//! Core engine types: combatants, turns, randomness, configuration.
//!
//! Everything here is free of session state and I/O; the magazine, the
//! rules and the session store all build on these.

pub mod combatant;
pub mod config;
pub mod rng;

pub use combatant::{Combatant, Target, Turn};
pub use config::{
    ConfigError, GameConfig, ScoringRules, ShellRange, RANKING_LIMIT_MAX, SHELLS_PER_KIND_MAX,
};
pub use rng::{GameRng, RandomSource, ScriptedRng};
________________________________________
Task to carry out: Gather and copy every line of the data in which the string "session" is found.

Result:
//! Everything here is free of session state and I/O; the magazine, the
//! rules and the session store all build on these.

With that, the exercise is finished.